Neil balanced on the edge of his seat, watching me, his face lined with concern. I shrank into the curve of my chair and rubbed my eyes, determined to keep any tears from falling.
Jill stuck her hand in mine.
“Thank you for calling him,” I said.
I lay my head on her shoulder, and we sat like that for at least an hour. Then Neil perked up in his seat. I turned my head. Behind me, Jill’s dad approached wearing his cop uniform. I was on my feet in seconds, Jill by my side. My pulse pounded in my ears, my chest, my knees.
“Sit down, Andie,” Mr. Anderson said.
Oh, no.
It was two years ago all over again. My knees gave out, and Jill guided me into the chair.
Mr. Anderson took a seat in front of me. His dark eyes were kind but full of sorrow and anxiety. He leaned forward, rubbing his chin. “I don’t know what to tell you, kiddo. Your mom made me promise to keep this to myself months ago, when you girls first started hanging out.”
I held my breath. I couldn’t take any more secrets. I thought back to how Mom had acted the last several months. Yes, she’d lost a lot of weight, and yes, she seemed to be sleeping a lot more, but that was just stress. Between work and me—and lately the added weight of our bankruptcy—I understood. What could she possibly have been hiding from me this whole time?
I caught Neil’s stare. His face was so white, and the crease between his eyebrows was deeper than I’d ever seen it before. His anxiety only added to the heart-wrenching panic in my gut.
“Andie.”
My attention snapped back to Mr. Anderson. His eyes had filled with tears. “Hon, your mom had been battling the late stages of cancer for months, and nothing was working. With all that was going on, she didn’t want to worry you and instead chose to enjoy the time she had left with the person she loved most.”
My heartbeat raced as Neil leapt out of his seat and stormed from the waiting room with Owen on his heels.

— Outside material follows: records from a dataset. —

//! # Chain
//!
//! A randomized cyclic chain over every pointer-sized slot of a memory region. Each slot holds
//! the index of its successor, and the successor graph is a single cycle through all slots, so a
//! chase visits every slot exactly once per lap in an order that neither the hardware
//! prefetchers nor cache-line locality can anticipate.
//!
//! Slots store indices rather than raw addresses: a dependent read of `slots[i]` still has to
//! complete before the next load can be issued, which is the only property the measurement
//! needs, and every hop stays bounds-checked.
use crate::error::{ChaseError, Result};
use log::trace;
use rand::Rng;

/// Width of one slot in bytes (one pointer on the host)
pub const SLOT_BYTES: usize = std::mem::size_of::<usize>();

/// A region arranged into one randomized cycle
#[derive(Debug, Clone, PartialEq, Eq)]
pub struct Chain {
    slots: Vec<usize>,
}

impl Chain {
    /// Number of slots a region of `size_bytes` holds, rejecting regions smaller than one slot
    pub fn slot_count(size_bytes: usize) -> Result<usize> {
        if size_bytes < SLOT_BYTES {
            return Err(ChaseError::InvalidSize {
                size: size_bytes,
                slot: SLOT_BYTES,
            });
        }
        Ok(size_bytes / SLOT_BYTES)
    }

    /// Number of slots (the length of one lap)
    pub fn len(&self) -> usize {
        self.slots.len()
    }

    /// Always false for a built chain
    pub fn is_empty(&self) -> bool {
        self.slots.is_empty()
    }

    /// Slot the chase starts from
    pub fn head(&self) -> usize {
        0
    }

    /// Successor of slot `idx`
    #[inline(always)]
    pub fn next(&self, idx: usize) -> usize {
        self.slots[idx]
    }

    /// Slots visited during one lap starting at `start`, in visiting order
    pub fn lap(&self, start: usize) -> impl Iterator<Item = usize> + '_ {
        std::iter::successors(Some(start), move |&idx| Some(self.next(idx))).take(self.len())
    }

    /// Raw successor table, indexed by slot
    pub fn successors(&self) -> &[usize] {
        &self.slots
    }
}

/// Produce an unbiased permutation of `[0, len)` with a Fisher-Yates shuffle
pub fn shuffled_indices<R: Rng + ?Sized>(len: usize, rng: &mut R) -> Result<Vec<usize>> {
    let mut indices = try_alloc(len, len * SLOT_BYTES)?;
    indices.extend(0..len);

    for i in 0..len.saturating_sub(1) {
        let j = i + rng.gen_range(0..len - i);
        if i != j {
            indices.swap(i, j);
        }
    }

    Ok(indices)
}

fn try_alloc(slots: usize, size: usize) -> Result<Vec<usize>> {
    let mut v = Vec::new();
    v.try_reserve_exact(slots)
        .map_err(|_| ChaseError::Allocation { size, slots })?;
    Ok(v)
}

/// Builds randomized chains, drawing all randomness from the wrapped generator
pub struct ChainBuilder<R> {
    rng: R,
}

impl<R: Rng> ChainBuilder<R> {
    pub fn new(rng: R) -> Self {
        ChainBuilder { rng }
    }

    /// Allocate a region of `size_bytes` and wire its slots into a single randomized cycle
    pub fn build(&mut self, size_bytes: usize) -> Result<Chain> {
        let len = Chain::slot_count(size_bytes)?;

        let mut slots = try_alloc(len, size_bytes)?;
        slots.resize(len, 0);

        let order = shuffled_indices(len, &mut self.rng)?;
        for pair in order.windows(2) {
            slots[pair[0]] = pair[1];
        }
        // close the cycle
        slots[order[len - 1]] = order[0];

        trace!("Built chain of {} slots for {} bytes", len, size_bytes);
        Ok(Chain { slots })
    }
}

#[cfg(test)]
mod tests {
    use super::*;
    use rand::SeedableRng;
    use rand::rngs::StdRng;

    fn assert_single_cycle(chain: &Chain) {
        let len = chain.len();
        for start in [0, len / 2, len - 1] {
            let mut seen = vec![false; len];
            let mut last = start;
            for idx in chain.lap(start) {
                assert!(!seen[idx], "slot {idx} revisited before closing the lap");
                seen[idx] = true;
                last = idx;
            }
            assert!(seen.iter().all(|&s| s));
            assert_eq!(chain.next(last), start);
        }
    }

    #[test]
    fn rejects_region_smaller_than_one_slot() {
        let mut builder = ChainBuilder::new(StdRng::seed_from_u64(1));
        for size in [0, 1, SLOT_BYTES - 1] {
            match builder.build(size) {
                Err(ChaseError::InvalidSize { size: s, slot }) => {
                    assert_eq!(s, size);
                    assert_eq!(slot, SLOT_BYTES);
                }
                other => panic!("expected InvalidSize, got {other:?}"),
            }
        }
    }

    #[test]
    fn oversized_region_reports_allocation_failure() {
        let err = ChainBuilder::new(StdRng::seed_from_u64(1))
            .build(usize::MAX)
            .unwrap_err();
        match err {
            ChaseError::Allocation { size, slots } => {
                assert_eq!(size, usize::MAX);
                assert_eq!(slots, usize::MAX / SLOT_BYTES);
            }
            other => panic!("expected Allocation, got {other:?}"),
        }
    }

    #[test]
    fn single_slot_points_at_itself() {
        let chain = ChainBuilder::new(StdRng::seed_from_u64(7))
            .build(SLOT_BYTES)
            .unwrap();
        assert_eq!(chain.successors(), &[0]);
    }

    #[test]
    fn two_slots_never_self_loop() {
        for seed in 0..64 {
            let chain = ChainBuilder::new(StdRng::seed_from_u64(seed))
                .build(2 * SLOT_BYTES)
                .unwrap();
            assert_eq!(chain.successors(), &[1, 0]);
        }
    }

    #[test]
    fn trailing_bytes_are_ignored() {
        let chain = ChainBuilder::new(StdRng::seed_from_u64(3))
            .build(10 * SLOT_BYTES + SLOT_BYTES - 1)
            .unwrap();
        assert_eq!(chain.len(), 10);
        assert_single_cycle(&chain);
    }

    #[test]
    fn kib_region_is_one_cycle() {
        let chain = ChainBuilder::new(StdRng::seed_from_u64(42))
            .build(1024)
            .unwrap();
        assert_eq!(chain.len(), 1024 / SLOT_BYTES);
        assert!(!chain.is_empty());
        assert_single_cycle(&chain);
    }

    #[test]
    fn same_seed_same_chain() {
        let a = ChainBuilder::new(StdRng::seed_from_u64(99)).build(4096).unwrap();
        let b = ChainBuilder::new(StdRng::seed_from_u64(99)).build(4096).unwrap();
        let c = ChainBuilder::new(StdRng::seed_from_u64(100)).build(4096).unwrap();
        assert_eq!(a, b);
        assert_ne!(a, c);
    }

    #[test]
    fn shuffle_is_a_permutation() {
        let mut rng = StdRng::seed_from_u64(5);
        for len in [0, 1, 2, 3, 17, 256] {
            let mut perm = shuffled_indices(len, &mut rng).unwrap();
            perm.sort_unstable();
            assert_eq!(perm, (0..len).collect::<Vec<_>>());
        }
    }

    #[test]
    fn shuffle_reaches_every_arrangement_of_three() {
        let mut rng = StdRng::seed_from_u64(11);
        let mut seen = std::collections::HashSet::new();
        for _ in 0..600 {
            seen.insert(shuffled_indices(3, &mut rng).unwrap());
        }
        assert_eq!(seen.len(), 6);
    }
}
use crate::sweep::SweepPoint;
use std::io::{self, Write};

/// Column header matching [`Report::row`]
pub const HEADER: &str = "   memsize  time in ns";

/// Writes sweep points as fixed-width rows, flushing after every line so long sweeps can be
/// followed as they run
pub struct Report<W: Write> {
    out: W,
}

impl<W: Write> Report<W> {
    pub fn new(out: W) -> Self {
        Report { out }
    }

    pub fn header(&mut self) -> io::Result<()> {
        writeln!(self.out, "{HEADER}")?;
        self.out.flush()
    }

    pub fn row(&mut self, point: &SweepPoint) -> io::Result<()> {
        writeln!(self.out, " {:>9}  {:>10.5}", point.size, point.mean_ns)?;
        self.out.flush()
    }
}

Jill took one of my shaking hands in hers.
This isn’t happening, this isn’t happening.
Jill’s dad put a hand on my right knee and pursed his lips. “When she collapsed at school earlier, they rushed her to the ER, and the doctors did everything they could to save her, but . . . she didn’t make it.”
At first, my brain shorted. Every atom in my body froze. I couldn’t move; I couldn’t breathe. But seconds later, I heard myself hyperventilate, as if I were floating above the room. Finally, as Jill’s arms flew around me, it sank in:
Mom was dead.
chapter twenty-five
People say during traumatic events, time moves slowly. In reality, time stands still, and, all of a sudden, weeks have gone by and you can’t remember how you got there.
I remembered Neil returning to the hospital’s waiting room minutes later and holding me in his arms for hours while screams and sobs ripped through me. I remembered falling asleep at the hospital and waking in Neil’s bed the next morning. Mom’s peaceful face as she slept in her casket. Her soft, cold hand beneath my fingertips. Faces I couldn’t place telling me they were sorry. My aunt telling me she’d make sure I was looked after. Neil’s futile attempts to get me to eat. Jill stopping by to check on me and bring me clothes. Owen’s voice from the cabin’s living room. Neil’s embrace as we fell asleep at night. Guitar music.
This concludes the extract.